*** Input Section Begins ***

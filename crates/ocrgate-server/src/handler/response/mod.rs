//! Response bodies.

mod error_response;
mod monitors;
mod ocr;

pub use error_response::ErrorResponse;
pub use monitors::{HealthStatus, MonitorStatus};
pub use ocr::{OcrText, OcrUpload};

*** Input Section Ends ***

» **Instructions to follow**
Nothing in the records may be dropped; reproduce them exactly.

» **Finished exercise**
filename crates/ocrgate-server/src/handler/response/mod.rs
//! Response bodies.

mod error_response;
mod monitors;
mod ocr;

pub use error_response::ErrorResponse;
pub use monitors::{HealthStatus, MonitorStatus};
pub use ocr::{OcrText, OcrUpload};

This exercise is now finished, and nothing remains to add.